Cebu Country Club, Inc. (CCCI), petitioner, is a domestic corporation operating as a non-profit and non-
stock private membership club. Petitioners herein are members of its Board of Directors. Sometime in 1987,
San Miguel Corporation, a special company proprietary member of CCCI, designated respondent Ricardo F.
Elizagaque, its Senior Vice President and Operations Manager for the Visayas and Mindanao, as a special
non-proprietary member. The designation was thereafter approved by the CCCIs Board of Directors. In
1996, respondent filed with CCCI an application for proprietary membership. The application was indorsed
by CCCIs two (2) proprietary members. Respondent purchased the share of a certain Dr. Butalid for only
P3 million. Consequently, CCCI issued Proprietary Ownership to respondent. Subsequently, respondent
was Informed that the Board disapproved his application for proprietary membership. Several letters of
reconsideration were sent to petitioners; however CCCI kept silent. Consequently, respondent filed
complaint for damages against petitioners.

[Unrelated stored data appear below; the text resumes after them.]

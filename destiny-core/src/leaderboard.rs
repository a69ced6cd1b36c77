//! Session-wide ranking by Final Destiny.

use crate::records::{Allocation, EventOccurrence, Reserve};
use crate::scoring::{ScoreCalculator, ScoreReport};
use serde::{Deserialize, Serialize};
use std::cmp::Ordering;

/// Someone who played in the session.
#[derive(Debug, Clone, PartialEq, Eq, Serialize, Deserialize)]
pub struct Participant {
    pub id: String,
    #[serde(default)]
    pub display_name: String,
    /// Contact identifier, usually an email address.
    #[serde(default, alias = "email")]
    pub contact: String,
}

impl Participant {
    pub fn new(id: impl Into<String>, display_name: impl Into<String>) -> Self {
        Self {
            id: id.into(),
            display_name: display_name.into(),
            contact: String::new(),
        }
    }

    pub fn with_contact(mut self, contact: impl Into<String>) -> Self {
        self.contact = contact.into();
        self
    }
}

/// Everything needed to score one participant.
#[derive(Debug, Clone)]
pub struct PlayerRecords {
    pub participant: Participant,
    pub allocations: Vec<Allocation>,
    pub reserve: Option<Reserve>,
    pub events: Vec<EventOccurrence>,
}

/// A scored participant and their position.
#[derive(Debug, Clone, PartialEq, Serialize)]
pub struct RankedPlayer {
    /// 1-based; every position gets its own rank.
    pub rank: usize,
    pub participant: Participant,
    pub report: ScoreReport,
}

/// All participants of a session, best first.
#[derive(Debug, Clone, Default, PartialEq, Serialize)]
#[serde(transparent)]
pub struct Leaderboard {
    entries: Vec<RankedPlayer>,
}

impl Leaderboard {
    /// Score every participant independently and rank them.
    pub fn build(calculator: &ScoreCalculator<'_>, players: Vec<PlayerRecords>) -> Self {
        let mut scored: Vec<(Participant, ScoreReport)> = players
            .into_iter()
            .map(|records| {
                let report = calculator.calculate(
                    &records.allocations,
                    records.reserve.as_ref(),
                    &records.events,
                );
                (records.participant, report)
            })
            .collect();

        scored.sort_by(|a, b| compare_standing(&a.0, &a.1, &b.0, &b.1));

        let entries: Vec<RankedPlayer> = scored
            .into_iter()
            .enumerate()
            .map(|(position, (participant, report))| RankedPlayer {
                rank: position + 1,
                participant,
                report,
            })
            .collect();

        tracing::info!(
            players = entries.len(),
            leader = entries.first().map(|e| e.participant.id.as_str()).unwrap_or("-"),
            "built leaderboard"
        );

        Self { entries }
    }

    pub fn entries(&self) -> &[RankedPlayer] {
        &self.entries
    }

    pub fn get(&self, player_id: &str) -> Option<&RankedPlayer> {
        self.entries
            .iter()
            .find(|entry| entry.participant.id == player_id)
    }

    pub fn rank_of(&self, player_id: &str) -> Option<usize> {
        self.get(player_id).map(|entry| entry.rank)
    }

    pub fn len(&self) -> usize {
        self.entries.len()
    }

    pub fn is_empty(&self) -> bool {
        self.entries.is_empty()
    }
}

/// Final Destiny descending, then Balance Index descending, then id ascending.
fn compare_standing(
    a_player: &Participant,
    a: &ScoreReport,
    b_player: &Participant,
    b: &ScoreReport,
) -> Ordering {
    b.final_destiny
        .total_cmp(&a.final_destiny)
        .then(b.balance_index.total_cmp(&a.balance_index))
        .then_with(|| a_player.id.cmp(&b_player.id))
}
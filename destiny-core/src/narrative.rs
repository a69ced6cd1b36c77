//! End-of-game life summaries, one template per archetype.

use crate::archetype::Archetype;
use crate::scoring::ScoreReport;

/// Prose summary of a finished life for the given player.
pub fn narrate(display_name: &str, report: &ScoreReport) -> String {
    let destiny = format!("{:.2}", report.final_destiny);
    let balance = format!("{:.2}", report.balance_index);
    let impact = format!("{:.2}", report.impact_index);
    let efficiency = format!("{:.2}", report.efficiency_index);

    match report.archetype {
        Archetype::Legend => format!(
            "{name}, you lived a legendary life. With a Final Destiny of {destiny} and a \
            Balance Index of {balance}, no part of your life was left behind. At 120 you leave \
            a legacy that touched {impact} points of culture, community and environment.",
            name = display_name,
        ),
        Archetype::TrueWealth => format!(
            "{name}, your wealth was measured in what you gave. An Impact Index of {impact} \
            and an Efficiency of {efficiency}% show resources well spent on the world around \
            you. Final Destiny: {destiny}.",
            name = display_name,
        ),
        Archetype::SuccessfulUnfulfilled => format!(
            "{name}, the money came, but the rest of life waited. Your finances thrived while \
            your Balance Index stopped at {balance}. Final Destiny: {destiny}. Perhaps the next \
            life spends a little more on health, emotion and the people around you.",
            name = display_name,
        ),
        Archetype::Survivor => format!(
            "{name}, you made it through. Most of your reserve was spent before forty just to \
            stay afloat, yet you kept going with an Efficiency of {efficiency}% and a Balance \
            Index of {balance}. Final Destiny: {destiny}.",
            name = display_name,
        ),
        Archetype::Balanced => format!(
            "{name}, you kept a steady course. A Balance Index of {balance}, an Impact Index \
            of {impact} and an Efficiency of {efficiency}% add up to a Final Destiny of \
            {destiny}: a life of calm, even growth.",
            name = display_name,
        ),
    }
}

The trial court rendered a decision in favour of respondent
whose decision was later affirmed by the CA. Hence, this petition.


Issue:

Whether or not in disapproving respondents application for proprietary membership with CCCI, petitioners
are liable to respondent for damages





Ruling:

Yes. Petitioners disapproval of respondents application is characterized by bad faith. The exercise of a
right, though legal by itself, must nonetheless be in accordance with the proper norm. When the right is
exercised arbitrarily, unjustly or excessively and results in damage to another, a legal wrong is committed
for which the wrongdoer must be held responsible. In the case at bar, it bears stressing that the amendment
to Section 3(c) of CCCIs Amended By-Laws requiring the unanimous vote of the directors present at a
special or regular meeting was not printed on the application form respondent filled and submitted to CCCI.
What was printed thereon was the original provision of Section 3(c) which was silent on the required number
of votes needed for admission of an applicant as a proprietary member. It is thus clear that respondent was
left groping in the dark wondering why his application was disapproved. He was not even informed that a
unanimous vote of the Board members was required. When he sent a letter for reconsideration and an
inquiry whether there was an objection to his application, petitioners apparently ignored him.